=== RECORDS SUPPLIED ===
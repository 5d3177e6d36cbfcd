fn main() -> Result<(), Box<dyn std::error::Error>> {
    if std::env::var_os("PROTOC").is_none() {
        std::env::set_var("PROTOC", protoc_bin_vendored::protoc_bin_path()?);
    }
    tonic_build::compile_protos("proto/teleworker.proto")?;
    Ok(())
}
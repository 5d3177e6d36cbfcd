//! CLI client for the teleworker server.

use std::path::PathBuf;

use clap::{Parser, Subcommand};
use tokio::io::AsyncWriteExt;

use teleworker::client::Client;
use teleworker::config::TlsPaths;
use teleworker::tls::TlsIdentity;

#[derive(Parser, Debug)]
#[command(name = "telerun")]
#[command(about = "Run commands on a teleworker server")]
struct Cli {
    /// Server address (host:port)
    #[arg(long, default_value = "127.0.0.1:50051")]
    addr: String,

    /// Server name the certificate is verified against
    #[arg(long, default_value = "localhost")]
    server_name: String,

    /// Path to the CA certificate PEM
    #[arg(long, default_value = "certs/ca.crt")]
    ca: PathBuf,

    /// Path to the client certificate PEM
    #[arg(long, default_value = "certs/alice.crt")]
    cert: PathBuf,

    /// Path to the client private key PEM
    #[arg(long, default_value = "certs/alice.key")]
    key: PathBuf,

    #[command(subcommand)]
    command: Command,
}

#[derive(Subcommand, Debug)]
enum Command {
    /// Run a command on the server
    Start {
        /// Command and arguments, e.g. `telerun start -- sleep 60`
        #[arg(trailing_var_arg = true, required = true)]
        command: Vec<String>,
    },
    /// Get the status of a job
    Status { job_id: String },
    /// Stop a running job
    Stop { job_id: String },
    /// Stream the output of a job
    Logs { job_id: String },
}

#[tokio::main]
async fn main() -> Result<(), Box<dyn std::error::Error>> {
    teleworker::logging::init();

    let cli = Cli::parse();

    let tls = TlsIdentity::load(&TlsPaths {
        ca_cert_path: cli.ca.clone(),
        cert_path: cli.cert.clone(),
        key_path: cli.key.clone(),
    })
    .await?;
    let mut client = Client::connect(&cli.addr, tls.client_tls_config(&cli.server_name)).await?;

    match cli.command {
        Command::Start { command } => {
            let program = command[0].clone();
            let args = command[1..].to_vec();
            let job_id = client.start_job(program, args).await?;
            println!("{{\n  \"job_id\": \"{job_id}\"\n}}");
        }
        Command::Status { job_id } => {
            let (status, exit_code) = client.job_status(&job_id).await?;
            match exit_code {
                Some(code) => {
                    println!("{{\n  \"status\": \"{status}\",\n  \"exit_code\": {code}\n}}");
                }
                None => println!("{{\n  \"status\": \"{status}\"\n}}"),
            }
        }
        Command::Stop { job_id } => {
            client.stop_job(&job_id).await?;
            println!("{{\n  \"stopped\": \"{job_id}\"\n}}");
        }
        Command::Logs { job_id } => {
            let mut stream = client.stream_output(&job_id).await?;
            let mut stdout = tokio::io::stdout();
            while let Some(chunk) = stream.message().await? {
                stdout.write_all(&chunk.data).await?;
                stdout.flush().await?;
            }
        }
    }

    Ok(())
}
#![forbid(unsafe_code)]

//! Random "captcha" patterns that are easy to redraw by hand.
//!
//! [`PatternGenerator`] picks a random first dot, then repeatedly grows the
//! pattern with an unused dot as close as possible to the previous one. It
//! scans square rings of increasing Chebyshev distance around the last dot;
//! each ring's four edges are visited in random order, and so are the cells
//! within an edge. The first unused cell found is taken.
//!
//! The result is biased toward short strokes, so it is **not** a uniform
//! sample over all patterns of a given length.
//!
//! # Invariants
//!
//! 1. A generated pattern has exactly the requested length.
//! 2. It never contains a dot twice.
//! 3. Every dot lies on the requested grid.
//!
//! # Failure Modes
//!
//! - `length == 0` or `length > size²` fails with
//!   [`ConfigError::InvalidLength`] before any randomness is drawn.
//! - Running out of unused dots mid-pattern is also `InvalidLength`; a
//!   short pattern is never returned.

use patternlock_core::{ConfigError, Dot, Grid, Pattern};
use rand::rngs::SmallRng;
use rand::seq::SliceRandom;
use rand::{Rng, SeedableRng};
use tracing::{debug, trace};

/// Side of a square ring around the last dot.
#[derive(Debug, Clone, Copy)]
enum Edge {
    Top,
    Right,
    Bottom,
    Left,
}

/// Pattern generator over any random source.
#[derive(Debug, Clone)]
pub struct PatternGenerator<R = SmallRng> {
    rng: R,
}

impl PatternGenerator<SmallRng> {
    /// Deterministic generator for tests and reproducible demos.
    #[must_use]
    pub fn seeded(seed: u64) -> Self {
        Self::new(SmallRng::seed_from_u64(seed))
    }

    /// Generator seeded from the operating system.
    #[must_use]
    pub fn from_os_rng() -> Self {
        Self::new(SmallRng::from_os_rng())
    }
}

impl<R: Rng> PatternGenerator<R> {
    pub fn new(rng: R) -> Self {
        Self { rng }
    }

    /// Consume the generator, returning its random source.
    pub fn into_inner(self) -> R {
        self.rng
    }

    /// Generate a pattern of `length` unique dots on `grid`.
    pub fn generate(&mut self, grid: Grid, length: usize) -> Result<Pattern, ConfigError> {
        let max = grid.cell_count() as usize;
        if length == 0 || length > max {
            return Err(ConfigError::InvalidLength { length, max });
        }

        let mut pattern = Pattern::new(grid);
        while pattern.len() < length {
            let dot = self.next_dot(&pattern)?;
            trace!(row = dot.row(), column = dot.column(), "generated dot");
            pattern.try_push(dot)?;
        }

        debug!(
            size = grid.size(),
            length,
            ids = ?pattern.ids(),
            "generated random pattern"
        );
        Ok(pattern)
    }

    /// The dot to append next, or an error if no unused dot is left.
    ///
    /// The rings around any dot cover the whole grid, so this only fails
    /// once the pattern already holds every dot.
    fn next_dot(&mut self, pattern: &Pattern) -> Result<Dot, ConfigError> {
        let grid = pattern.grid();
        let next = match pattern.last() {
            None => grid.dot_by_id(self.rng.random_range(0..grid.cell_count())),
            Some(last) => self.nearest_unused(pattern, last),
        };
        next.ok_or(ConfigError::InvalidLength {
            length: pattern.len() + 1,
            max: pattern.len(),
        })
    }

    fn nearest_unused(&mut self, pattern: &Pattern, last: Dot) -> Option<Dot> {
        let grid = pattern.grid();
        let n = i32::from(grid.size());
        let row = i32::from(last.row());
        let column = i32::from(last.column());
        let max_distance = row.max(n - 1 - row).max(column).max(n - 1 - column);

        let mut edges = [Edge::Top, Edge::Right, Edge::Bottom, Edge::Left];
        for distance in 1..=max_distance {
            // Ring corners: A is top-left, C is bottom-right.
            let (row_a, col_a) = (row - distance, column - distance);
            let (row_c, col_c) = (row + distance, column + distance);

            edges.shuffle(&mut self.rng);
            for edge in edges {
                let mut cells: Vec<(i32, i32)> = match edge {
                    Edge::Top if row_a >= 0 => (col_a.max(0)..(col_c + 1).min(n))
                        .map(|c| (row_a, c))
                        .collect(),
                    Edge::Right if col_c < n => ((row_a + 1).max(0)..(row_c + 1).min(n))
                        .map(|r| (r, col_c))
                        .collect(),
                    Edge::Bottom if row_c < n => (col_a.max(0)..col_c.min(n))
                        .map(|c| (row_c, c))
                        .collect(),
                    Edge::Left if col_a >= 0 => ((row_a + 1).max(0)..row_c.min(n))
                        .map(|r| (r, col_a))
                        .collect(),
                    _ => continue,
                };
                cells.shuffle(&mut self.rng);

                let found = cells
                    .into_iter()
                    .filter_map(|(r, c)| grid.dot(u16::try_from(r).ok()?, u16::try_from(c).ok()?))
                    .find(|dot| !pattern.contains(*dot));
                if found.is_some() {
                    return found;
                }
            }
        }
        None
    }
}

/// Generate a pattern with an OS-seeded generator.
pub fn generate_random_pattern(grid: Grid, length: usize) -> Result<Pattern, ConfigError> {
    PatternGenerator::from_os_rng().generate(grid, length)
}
===
(YOUR GOAL): Everything from the line containing "let (row_c, col_c)" through the end of the entries above should be retyped exactly, and nothing else.

(SOLUTION FOR THIS TASK):
            let (row_c, col_c) = (row + distance, column + distance);

            edges.shuffle(&mut self.rng);
            for edge in edges {
                let mut cells: Vec<(i32, i32)> = match edge {
                    Edge::Top if row_a >= 0 => (col_a.max(0)..(col_c + 1).min(n))
                        .map(|c| (row_a, c))
                        .collect(),
                    Edge::Right if col_c < n => ((row_a + 1).max(0)..(row_c + 1).min(n))
                        .map(|r| (r, col_c))
                        .collect(),
                    Edge::Bottom if row_c < n => (col_a.max(0)..col_c.min(n))
                        .map(|c| (row_c, c))
                        .collect(),
                    Edge::Left if col_a >= 0 => ((row_a + 1).max(0)..row_c.min(n))
                        .map(|r| (r, col_a))
                        .collect(),
                    _ => continue,
                };
                cells.shuffle(&mut self.rng);

                let found = cells
                    .into_iter()
                    .filter_map(|(r, c)| grid.dot(u16::try_from(r).ok()?, u16::try_from(c).ok()?))
                    .find(|dot| !pattern.contains(*dot));
                if found.is_some() {
                    return found;
                }
            }
        }
        None
    }
}

/// Generate a pattern with an OS-seeded generator.
pub fn generate_random_pattern(grid: Grid, length: usize) -> Result<Pattern, ConfigError> {
    PatternGenerator::from_os_rng().generate(grid, length)
}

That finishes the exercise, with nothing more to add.